## Supplied data:
=== Begin Enclosure ===
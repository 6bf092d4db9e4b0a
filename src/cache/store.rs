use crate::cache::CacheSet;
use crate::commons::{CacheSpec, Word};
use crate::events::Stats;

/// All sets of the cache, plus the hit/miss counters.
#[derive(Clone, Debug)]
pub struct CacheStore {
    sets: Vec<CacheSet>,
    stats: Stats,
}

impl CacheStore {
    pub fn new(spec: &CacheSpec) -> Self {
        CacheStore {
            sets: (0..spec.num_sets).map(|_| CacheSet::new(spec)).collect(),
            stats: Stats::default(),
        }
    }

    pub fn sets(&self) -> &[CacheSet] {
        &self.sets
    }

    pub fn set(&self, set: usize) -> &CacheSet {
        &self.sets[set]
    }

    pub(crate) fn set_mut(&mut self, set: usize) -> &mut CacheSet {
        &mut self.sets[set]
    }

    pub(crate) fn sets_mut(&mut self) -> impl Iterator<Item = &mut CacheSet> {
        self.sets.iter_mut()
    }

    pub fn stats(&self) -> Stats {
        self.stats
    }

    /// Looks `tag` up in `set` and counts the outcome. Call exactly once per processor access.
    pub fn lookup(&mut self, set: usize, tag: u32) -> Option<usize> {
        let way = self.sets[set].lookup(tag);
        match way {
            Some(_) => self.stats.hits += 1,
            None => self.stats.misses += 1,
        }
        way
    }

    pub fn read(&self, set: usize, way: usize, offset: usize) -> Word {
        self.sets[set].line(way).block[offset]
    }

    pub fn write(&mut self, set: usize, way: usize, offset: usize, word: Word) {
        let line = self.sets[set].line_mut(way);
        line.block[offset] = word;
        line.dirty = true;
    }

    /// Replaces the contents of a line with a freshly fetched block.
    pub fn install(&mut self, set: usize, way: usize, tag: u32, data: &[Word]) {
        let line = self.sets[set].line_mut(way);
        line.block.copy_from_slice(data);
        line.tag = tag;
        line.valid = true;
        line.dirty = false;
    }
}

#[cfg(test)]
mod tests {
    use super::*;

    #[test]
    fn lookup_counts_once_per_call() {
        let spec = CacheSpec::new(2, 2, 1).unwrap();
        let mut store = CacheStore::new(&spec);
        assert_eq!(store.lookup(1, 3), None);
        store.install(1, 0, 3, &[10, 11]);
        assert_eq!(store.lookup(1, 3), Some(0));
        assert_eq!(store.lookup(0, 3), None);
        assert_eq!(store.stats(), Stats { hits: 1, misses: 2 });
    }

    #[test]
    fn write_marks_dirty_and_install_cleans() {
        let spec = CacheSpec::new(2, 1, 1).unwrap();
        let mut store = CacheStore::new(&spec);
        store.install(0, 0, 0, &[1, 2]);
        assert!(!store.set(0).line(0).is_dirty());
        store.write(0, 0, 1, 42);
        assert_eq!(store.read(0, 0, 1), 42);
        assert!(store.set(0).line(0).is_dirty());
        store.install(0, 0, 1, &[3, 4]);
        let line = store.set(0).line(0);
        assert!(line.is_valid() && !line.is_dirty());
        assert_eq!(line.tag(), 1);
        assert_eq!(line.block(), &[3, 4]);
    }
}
=== End Enclosure ===
=== Begin Enclosure ===
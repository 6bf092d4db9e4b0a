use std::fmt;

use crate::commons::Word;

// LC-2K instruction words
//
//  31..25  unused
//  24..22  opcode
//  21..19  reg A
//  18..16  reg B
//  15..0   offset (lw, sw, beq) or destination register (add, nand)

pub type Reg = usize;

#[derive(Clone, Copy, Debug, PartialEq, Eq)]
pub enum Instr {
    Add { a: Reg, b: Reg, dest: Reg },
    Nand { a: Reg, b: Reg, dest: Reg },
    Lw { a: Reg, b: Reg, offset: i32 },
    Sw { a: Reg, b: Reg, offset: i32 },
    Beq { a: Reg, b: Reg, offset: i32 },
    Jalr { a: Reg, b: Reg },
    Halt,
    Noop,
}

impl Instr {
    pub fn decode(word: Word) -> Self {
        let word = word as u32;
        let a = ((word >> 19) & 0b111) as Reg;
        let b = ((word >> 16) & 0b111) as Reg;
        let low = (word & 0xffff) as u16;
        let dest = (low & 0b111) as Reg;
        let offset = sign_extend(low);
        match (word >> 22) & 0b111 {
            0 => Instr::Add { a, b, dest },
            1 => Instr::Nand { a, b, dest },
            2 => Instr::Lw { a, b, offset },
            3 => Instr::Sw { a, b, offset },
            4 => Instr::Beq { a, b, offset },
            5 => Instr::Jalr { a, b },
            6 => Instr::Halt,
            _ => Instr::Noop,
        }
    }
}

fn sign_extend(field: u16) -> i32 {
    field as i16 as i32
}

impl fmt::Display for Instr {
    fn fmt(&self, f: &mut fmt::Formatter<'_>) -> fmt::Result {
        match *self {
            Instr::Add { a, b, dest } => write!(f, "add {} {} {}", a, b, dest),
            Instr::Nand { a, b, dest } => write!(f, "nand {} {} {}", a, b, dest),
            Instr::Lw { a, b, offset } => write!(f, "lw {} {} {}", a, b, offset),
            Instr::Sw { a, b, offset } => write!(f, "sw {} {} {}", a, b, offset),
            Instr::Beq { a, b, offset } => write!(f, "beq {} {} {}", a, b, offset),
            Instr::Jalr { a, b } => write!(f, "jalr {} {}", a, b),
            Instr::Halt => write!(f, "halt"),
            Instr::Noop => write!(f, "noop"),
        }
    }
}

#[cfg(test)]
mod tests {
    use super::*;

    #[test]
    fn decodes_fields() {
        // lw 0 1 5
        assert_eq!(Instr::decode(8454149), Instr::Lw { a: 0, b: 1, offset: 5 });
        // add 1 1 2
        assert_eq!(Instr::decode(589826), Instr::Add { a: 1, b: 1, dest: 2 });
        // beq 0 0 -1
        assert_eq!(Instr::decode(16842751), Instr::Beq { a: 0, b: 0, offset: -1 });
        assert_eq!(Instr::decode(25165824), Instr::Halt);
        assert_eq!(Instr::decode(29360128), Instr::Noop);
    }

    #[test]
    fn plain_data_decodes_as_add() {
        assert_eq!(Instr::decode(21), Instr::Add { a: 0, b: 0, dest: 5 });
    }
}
=== End Enclosure ===
## Task statement:
Within the material above, find every line containing the word "block" and copy it.

## Output below:
        self.sets[set].line(way).block[offset]
        line.block[offset] = word;
    /// Replaces the contents of a line with a freshly fetched block.
        line.block.copy_from_slice(data);
        assert_eq!(line.block(), &[3, 4]);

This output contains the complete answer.